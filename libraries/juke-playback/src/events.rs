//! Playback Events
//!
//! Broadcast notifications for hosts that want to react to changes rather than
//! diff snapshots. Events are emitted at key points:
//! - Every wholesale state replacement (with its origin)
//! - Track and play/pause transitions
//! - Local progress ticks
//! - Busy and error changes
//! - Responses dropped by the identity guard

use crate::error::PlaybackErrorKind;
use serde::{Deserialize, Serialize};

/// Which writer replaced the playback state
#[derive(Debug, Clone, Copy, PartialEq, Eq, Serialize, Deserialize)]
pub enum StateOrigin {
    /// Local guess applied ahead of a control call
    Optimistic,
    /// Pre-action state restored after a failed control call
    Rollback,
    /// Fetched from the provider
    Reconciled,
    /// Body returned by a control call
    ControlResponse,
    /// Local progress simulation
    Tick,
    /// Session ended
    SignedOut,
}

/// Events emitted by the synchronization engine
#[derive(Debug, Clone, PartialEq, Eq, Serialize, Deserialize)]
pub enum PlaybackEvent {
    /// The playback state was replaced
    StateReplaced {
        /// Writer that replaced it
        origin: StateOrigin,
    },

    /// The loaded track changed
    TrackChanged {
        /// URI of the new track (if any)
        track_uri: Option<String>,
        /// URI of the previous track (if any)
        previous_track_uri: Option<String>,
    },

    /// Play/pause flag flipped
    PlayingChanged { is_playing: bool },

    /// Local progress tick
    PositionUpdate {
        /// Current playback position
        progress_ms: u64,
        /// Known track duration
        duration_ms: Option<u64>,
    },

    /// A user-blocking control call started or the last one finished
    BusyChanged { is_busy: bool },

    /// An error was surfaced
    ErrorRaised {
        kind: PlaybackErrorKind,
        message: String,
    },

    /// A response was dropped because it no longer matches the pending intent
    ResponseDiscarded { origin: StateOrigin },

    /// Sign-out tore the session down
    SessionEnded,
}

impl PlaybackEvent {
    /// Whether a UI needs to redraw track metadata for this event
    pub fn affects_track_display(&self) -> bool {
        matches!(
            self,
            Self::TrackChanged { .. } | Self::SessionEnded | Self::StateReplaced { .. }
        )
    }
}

* * *

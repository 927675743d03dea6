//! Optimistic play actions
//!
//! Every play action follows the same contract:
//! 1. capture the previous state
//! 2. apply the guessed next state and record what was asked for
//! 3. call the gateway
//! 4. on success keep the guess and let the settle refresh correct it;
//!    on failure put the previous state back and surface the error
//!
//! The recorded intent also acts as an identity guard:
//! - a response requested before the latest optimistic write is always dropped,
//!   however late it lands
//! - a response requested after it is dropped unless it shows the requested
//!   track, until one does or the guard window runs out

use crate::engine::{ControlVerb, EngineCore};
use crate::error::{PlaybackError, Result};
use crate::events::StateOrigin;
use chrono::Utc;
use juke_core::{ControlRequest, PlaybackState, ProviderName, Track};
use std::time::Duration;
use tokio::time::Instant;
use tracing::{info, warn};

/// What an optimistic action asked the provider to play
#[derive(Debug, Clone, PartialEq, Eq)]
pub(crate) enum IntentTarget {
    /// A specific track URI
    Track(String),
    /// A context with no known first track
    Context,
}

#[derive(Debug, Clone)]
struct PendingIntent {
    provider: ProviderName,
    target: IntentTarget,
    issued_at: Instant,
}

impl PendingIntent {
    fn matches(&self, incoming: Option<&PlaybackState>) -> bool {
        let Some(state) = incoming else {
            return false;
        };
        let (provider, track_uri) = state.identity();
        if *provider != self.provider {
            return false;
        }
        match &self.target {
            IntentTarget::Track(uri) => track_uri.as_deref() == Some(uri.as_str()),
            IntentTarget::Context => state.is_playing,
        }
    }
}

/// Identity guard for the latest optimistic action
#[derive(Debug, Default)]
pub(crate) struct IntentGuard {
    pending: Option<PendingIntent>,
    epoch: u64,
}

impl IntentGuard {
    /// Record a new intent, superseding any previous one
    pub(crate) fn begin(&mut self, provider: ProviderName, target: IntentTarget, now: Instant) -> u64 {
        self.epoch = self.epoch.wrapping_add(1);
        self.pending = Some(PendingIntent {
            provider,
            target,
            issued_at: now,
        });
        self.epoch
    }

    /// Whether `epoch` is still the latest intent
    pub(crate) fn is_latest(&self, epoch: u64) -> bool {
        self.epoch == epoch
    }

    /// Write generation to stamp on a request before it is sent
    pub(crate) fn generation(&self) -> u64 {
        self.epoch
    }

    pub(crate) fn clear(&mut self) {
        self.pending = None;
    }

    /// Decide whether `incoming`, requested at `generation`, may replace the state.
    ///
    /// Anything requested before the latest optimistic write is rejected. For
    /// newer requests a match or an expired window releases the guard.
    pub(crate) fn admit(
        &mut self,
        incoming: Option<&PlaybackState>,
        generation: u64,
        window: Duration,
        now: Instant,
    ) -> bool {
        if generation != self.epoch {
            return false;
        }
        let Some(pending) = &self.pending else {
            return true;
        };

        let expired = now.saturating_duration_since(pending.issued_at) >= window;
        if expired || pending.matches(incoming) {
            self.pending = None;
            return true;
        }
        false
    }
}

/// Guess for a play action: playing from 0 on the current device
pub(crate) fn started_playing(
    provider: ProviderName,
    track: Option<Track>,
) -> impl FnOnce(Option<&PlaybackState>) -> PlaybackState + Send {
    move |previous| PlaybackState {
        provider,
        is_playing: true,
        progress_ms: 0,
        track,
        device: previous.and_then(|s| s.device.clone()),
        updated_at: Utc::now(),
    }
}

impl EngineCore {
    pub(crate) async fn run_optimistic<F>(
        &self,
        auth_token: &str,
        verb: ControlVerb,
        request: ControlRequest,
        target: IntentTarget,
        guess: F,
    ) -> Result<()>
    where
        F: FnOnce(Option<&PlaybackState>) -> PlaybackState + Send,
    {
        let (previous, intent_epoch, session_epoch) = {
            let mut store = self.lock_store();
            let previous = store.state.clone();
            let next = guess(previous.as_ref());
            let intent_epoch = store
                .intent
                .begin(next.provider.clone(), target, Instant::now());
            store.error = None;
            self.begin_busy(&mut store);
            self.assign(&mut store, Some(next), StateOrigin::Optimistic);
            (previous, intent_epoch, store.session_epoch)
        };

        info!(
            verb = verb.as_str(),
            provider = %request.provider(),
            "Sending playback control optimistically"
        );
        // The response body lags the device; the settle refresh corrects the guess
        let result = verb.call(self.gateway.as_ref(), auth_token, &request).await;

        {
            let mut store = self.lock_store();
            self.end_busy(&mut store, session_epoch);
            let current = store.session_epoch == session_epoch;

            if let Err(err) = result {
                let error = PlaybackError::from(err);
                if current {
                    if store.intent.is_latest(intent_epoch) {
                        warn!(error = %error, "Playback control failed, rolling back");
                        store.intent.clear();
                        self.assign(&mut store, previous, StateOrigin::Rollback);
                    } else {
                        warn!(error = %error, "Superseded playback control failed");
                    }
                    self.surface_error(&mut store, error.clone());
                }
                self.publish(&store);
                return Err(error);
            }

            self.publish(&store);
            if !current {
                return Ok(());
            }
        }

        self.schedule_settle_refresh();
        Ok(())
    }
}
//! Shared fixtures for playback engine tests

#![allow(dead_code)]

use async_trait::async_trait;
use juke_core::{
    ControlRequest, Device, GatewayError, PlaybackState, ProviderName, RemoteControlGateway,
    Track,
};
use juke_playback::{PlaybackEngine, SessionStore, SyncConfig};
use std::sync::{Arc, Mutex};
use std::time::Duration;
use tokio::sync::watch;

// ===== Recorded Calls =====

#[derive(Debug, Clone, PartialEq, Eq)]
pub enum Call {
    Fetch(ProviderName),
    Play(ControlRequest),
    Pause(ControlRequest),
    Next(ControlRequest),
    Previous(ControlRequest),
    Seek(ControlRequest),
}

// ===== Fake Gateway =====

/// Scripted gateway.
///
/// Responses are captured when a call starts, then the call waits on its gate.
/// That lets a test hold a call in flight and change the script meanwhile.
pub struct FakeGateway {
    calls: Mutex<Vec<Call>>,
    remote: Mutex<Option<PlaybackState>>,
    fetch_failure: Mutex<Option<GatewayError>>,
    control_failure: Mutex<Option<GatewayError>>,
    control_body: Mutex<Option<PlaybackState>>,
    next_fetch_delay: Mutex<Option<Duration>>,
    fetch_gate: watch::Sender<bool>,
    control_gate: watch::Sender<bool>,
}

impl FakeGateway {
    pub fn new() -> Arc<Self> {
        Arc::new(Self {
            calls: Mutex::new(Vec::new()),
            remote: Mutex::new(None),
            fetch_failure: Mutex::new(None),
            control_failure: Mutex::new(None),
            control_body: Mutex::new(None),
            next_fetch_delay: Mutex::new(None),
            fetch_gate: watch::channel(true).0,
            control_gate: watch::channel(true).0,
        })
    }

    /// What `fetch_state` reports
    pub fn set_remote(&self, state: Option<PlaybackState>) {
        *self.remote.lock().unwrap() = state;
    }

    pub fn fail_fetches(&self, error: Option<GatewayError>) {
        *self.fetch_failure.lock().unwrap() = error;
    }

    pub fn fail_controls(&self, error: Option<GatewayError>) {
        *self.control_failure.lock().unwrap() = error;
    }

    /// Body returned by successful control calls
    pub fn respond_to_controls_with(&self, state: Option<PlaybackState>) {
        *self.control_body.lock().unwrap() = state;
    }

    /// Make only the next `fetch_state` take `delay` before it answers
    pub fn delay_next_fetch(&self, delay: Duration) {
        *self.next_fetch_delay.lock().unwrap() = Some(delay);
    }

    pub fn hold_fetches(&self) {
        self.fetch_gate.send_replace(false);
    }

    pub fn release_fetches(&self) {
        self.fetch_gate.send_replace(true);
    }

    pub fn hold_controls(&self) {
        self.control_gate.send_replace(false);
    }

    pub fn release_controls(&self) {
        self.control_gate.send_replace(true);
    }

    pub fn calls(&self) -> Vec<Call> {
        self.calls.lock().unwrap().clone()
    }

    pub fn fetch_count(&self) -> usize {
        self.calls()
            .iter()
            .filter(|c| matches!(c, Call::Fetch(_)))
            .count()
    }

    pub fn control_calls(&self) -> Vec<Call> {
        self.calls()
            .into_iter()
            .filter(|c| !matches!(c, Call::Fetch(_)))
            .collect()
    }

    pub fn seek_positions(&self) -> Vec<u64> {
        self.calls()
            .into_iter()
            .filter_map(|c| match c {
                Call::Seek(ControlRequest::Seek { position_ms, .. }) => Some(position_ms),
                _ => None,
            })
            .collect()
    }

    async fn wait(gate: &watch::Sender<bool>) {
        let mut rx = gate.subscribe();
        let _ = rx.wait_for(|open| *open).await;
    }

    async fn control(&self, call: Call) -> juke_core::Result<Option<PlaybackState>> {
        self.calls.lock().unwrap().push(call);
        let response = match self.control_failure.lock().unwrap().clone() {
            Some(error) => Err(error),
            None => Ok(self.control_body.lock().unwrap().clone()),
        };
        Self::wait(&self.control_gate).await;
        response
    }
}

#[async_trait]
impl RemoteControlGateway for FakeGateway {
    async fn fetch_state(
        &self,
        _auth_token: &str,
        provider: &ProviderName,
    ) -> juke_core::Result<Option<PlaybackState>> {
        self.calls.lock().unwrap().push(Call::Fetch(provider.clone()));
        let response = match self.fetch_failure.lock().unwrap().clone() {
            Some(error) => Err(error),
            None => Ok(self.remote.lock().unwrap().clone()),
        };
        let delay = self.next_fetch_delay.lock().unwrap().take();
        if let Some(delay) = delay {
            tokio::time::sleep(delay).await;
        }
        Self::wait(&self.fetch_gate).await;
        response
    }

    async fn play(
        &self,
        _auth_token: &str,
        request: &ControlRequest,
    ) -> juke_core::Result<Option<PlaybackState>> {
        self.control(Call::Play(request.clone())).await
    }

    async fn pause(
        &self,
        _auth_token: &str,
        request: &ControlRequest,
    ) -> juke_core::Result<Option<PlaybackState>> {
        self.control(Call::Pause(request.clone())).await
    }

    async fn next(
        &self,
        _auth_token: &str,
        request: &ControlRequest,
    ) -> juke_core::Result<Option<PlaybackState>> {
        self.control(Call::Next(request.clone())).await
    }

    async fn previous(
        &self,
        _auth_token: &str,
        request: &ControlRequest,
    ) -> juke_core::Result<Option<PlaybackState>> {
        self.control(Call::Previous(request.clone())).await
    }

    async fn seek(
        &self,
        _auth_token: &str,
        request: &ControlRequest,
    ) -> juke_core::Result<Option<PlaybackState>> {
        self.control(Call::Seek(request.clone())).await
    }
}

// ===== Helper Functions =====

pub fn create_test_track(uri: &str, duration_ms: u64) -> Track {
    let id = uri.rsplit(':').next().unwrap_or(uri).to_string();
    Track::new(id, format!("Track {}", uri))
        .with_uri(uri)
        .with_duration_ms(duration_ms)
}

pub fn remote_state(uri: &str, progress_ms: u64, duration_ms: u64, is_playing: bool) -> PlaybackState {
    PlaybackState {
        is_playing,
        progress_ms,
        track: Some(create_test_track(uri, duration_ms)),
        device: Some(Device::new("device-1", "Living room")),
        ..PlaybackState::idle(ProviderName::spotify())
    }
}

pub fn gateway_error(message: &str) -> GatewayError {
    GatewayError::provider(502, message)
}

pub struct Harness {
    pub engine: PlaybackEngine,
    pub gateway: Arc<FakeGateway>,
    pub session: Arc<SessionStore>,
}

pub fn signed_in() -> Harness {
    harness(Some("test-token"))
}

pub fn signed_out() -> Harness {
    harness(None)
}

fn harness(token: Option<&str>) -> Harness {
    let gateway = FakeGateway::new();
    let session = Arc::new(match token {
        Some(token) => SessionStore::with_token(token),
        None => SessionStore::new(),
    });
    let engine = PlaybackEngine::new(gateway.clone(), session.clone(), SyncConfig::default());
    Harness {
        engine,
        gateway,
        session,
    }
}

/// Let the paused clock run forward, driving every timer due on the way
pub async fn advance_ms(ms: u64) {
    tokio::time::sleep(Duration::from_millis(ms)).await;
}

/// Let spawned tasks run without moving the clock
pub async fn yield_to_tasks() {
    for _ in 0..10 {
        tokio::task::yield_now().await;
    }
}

**What the task requires:** Using the records above, find and show each line with the string "sleep".

**Response:**
            tokio::time::sleep(delay).await;
    tokio::time::sleep(Duration::from_millis(ms)).await;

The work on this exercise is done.